И он вонзил зубы в мякоть плода. По подбородку потек сок.
— А на вкус она как вагина. — И он рассмеялся, запрокинув голову. — Знаешь, папайя стоит пять батов в Чайнатауне, то есть сущие гроши. Каждый может купить ее, съесть этот фрукт означает так называемую простую радость жизни. Есть и другие простые радости, ценить их начинают только тогда, когда их лишаются. Это словно…
Йенс помахал перед собой рукой, подыскивая подходящее сравнение.
— …уметь подтереться. Или удовлетворить себя. Все, что для этого требуется, — это хотя бы одна рука.
Он поднял с пола отрубленную кисть Лёкена за средний палец и поднес ее к его лицу.
— У тебя пока еще есть одна рука. Подумай об этом. А также о том, чего ты не сможешь делать без рук. Я уже об этом подумал, так что позволь мне помочь тебе. Ты не сможешь почистить апельсин, не сможешь наживить крючок, не сможешь ласкать женское тело, не сможешь застегнуть на себе брюки. Ты даже не сможешь застрелиться, если появится такая охота. Ты будешь постоянно нуждаться в помощнике, который сделает за тебя все это. Все это! Подумай хорошенько.

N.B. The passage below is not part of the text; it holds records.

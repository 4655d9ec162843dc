use serde::{Deserialize, Serialize};

/// Version token for an order aggregate, used for optimistic concurrency.
///
/// A freshly created order is at version 0; every successful commit
/// increments it by 1, so commits on one order are totally ordered.
#[derive(
    Debug, Clone, Copy, PartialEq, Eq, PartialOrd, Ord, Hash, Default, Serialize, Deserialize,
)]
#[serde(transparent)]
pub struct Version(i64);

impl Version {
    /// Creates a version from a raw value.
    pub fn new(value: i64) -> Self {
        Self(value)
    }

    /// Returns the version a new aggregate is created at (0).
    pub fn initial() -> Self {
        Self(0)
    }

    /// Returns the next version.
    pub fn next(&self) -> Self {
        Self(self.0 + 1)
    }

    /// Returns the raw version value.
    pub fn as_i64(&self) -> i64 {
        self.0
    }
}

impl std::fmt::Display for Version {
    fn fmt(&self, f: &mut std::fmt::Formatter<'_>) -> std::fmt::Result {
        write!(f, "{}", self.0)
    }
}

impl From<i64> for Version {
    fn from(value: i64) -> Self {
        Self(value)
    }
}

impl From<Version> for i64 {
    fn from(version: Version) -> Self {
        version.0
    }
}
//! Durable, versioned storage for order aggregates.
//!
//! Every read returns a [`Version`] token and every write must present the
//! token it read; a stale token fails with [`StoreError::VersionConflict`]
//! and nothing is applied. This is the seam that makes independently-polling
//! clients safe: two waiters editing the same order cannot silently overwrite
//! each other, one commit wins and the other is told to re-fetch.

pub mod error;
pub mod memory;
pub mod postgres;
pub mod store;
pub mod version;

pub use common::OrderId;
pub use error::{Result, StoreError};
pub use memory::InMemoryOrderStore;
pub use postgres::PostgresOrderStore;
pub use store::{MutationFn, OrderStore, OrderStoreExt};
pub use version::Version;
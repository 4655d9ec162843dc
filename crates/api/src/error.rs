//! API error types with HTTP response mapping.

use axum::http::StatusCode;
use axum::response::{IntoResponse, Response};
use domain::OrderError;
use order_store::StoreError;
use ordering::OrderingError;
use settlement::SettlementError;

/// API-level error type that maps to HTTP responses.
#[derive(Debug)]
pub enum ApiError {
    /// Resource not found.
    NotFound(String),
    /// Bad request from the client.
    BadRequest(String),
    /// The request lost a race or is stale; the client must re-fetch.
    Conflict(String),
    /// The operation is permanently refused (e.g. deleting a paid order).
    Forbidden(String),
    /// Internal server error.
    Internal(String),
}

impl IntoResponse for ApiError {
    fn into_response(self) -> Response {
        let (status, message) = match self {
            ApiError::NotFound(msg) => (StatusCode::NOT_FOUND, msg),
            ApiError::BadRequest(msg) => (StatusCode::BAD_REQUEST, msg),
            ApiError::Conflict(msg) => (StatusCode::CONFLICT, msg),
            ApiError::Forbidden(msg) => (StatusCode::FORBIDDEN, msg),
            ApiError::Internal(msg) => {
                tracing::error!(error = %msg, "internal server error");
                (StatusCode::INTERNAL_SERVER_ERROR, msg)
            }
        };

        let body = serde_json::json!({ "error": message });
        (status, axum::Json(body)).into_response()
    }
}

/// Stale-client and state-machine rejections are conflicts (refresh and try
/// again); malformed values are bad requests.
fn order_error_to_api(err: &OrderError, text: String) -> ApiError {
    match err {
        OrderError::ItemNotFound { .. } => ApiError::NotFound(text),
        OrderError::InvalidQuantity { .. }
        | OrderError::InvalidPrice { .. }
        | OrderError::InvalidDiscount { .. }
        | OrderError::NoItems => ApiError::BadRequest(text),
        _ => ApiError::Conflict(text),
    }
}

impl From<StoreError> for ApiError {
    fn from(err: StoreError) -> Self {
        let text = err.to_string();
        match &err {
            StoreError::NotFound(_) => ApiError::NotFound(text),
            StoreError::AlreadyExists(_) | StoreError::VersionConflict { .. } => {
                ApiError::Conflict(text)
            }
            StoreError::Rejected(order_err) => order_error_to_api(order_err, text),
            StoreError::Forbidden(_) => ApiError::Forbidden(text),
            StoreError::InvariantViolation(_)
            | StoreError::Database(_)
            | StoreError::Serialization(_) => ApiError::Internal(text),
        }
    }
}

impl From<OrderingError> for ApiError {
    fn from(err: OrderingError) -> Self {
        let text = err.to_string();
        match err {
            OrderingError::TableUnavailable(_) | OrderingError::MenuItemUnavailable(_) => {
                ApiError::BadRequest(text)
            }
            OrderingError::Order(ref order_err) => order_error_to_api(order_err, text),
            OrderingError::Store(store_err) => store_err.into(),
            OrderingError::Catalog(_) | OrderingError::Tables(_) => ApiError::Internal(text),
        }
    }
}

impl From<SettlementError> for ApiError {
    fn from(err: SettlementError) -> Self {
        let text = err.to_string();
        match err {
            SettlementError::NotFound(_) => ApiError::NotFound(text),
            SettlementError::InvalidState { .. } | SettlementError::Conflict(_) => {
                ApiError::Conflict(text)
            }
            SettlementError::NotSettled(_) => ApiError::Internal(text),
            SettlementError::Store(store_err) => store_err.into(),
        }
    }
}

Из обрубка вытекло несколько капель крови, они упали на край стола, оставив красные брызги на рубашке Лёкена. Йенс отложил руку. Пальцы ее указывали на потолок.
— С другой стороны, имея обе руки, можно делать что угодно. Можно задушить ненавистного тебе человека, сгрести выигрыш со стола, держать клюшку для гольфа. Знаешь, каких высот достигла сегодня медицина?
Йенс подождал, пока не убедился, что Лёкен отвечать не намерен.
— Врачи могут заново пришить кисть, восстановив все нервные волокна до единого. Для этого они вытянут из предплечья все нервы, словно какие-то резиночки. И через полгода ты забудешь о том, что перенес операцию. Разумеется, при условии, что ты тотчас поспешишь к врачу и не забудешь прихватить с собой отрубленную кисть.
Он встал за спиной у Лёкена, опустил голову ему не плечо и прошептал прямо в ухо:
— Посмотри, какая красивая рука. Само совершенство, верно? Почти как на картине Микеланджело, только вот не помню ее названия…
Лёкен ничего не ответил.
— Та, что на рекламе джинсов «Леви-Страусс», знаешь?
Лёкен неподвижно смотрел в одну точку. Йенс вздохнул.
— Конечно, мы же не знатоки искусства. Возможно, я и куплю себе парочку знаменитых полотен, когда все это закончится, может, это пробудит во мне интерес к живописи. Кстати, о том, когда все закончится: ты не знаешь, сколько должно пройти времени, чтобы было уже поздно пришивать тебе руку? Полчаса? Час? А может, еще дольше, если мы положим обрубок в морозильник. Но, к сожалению, у нас нет с собой льда. Тебе повезло, отсюда до госпиталя Ансвут можно доехать всего за четверть часа.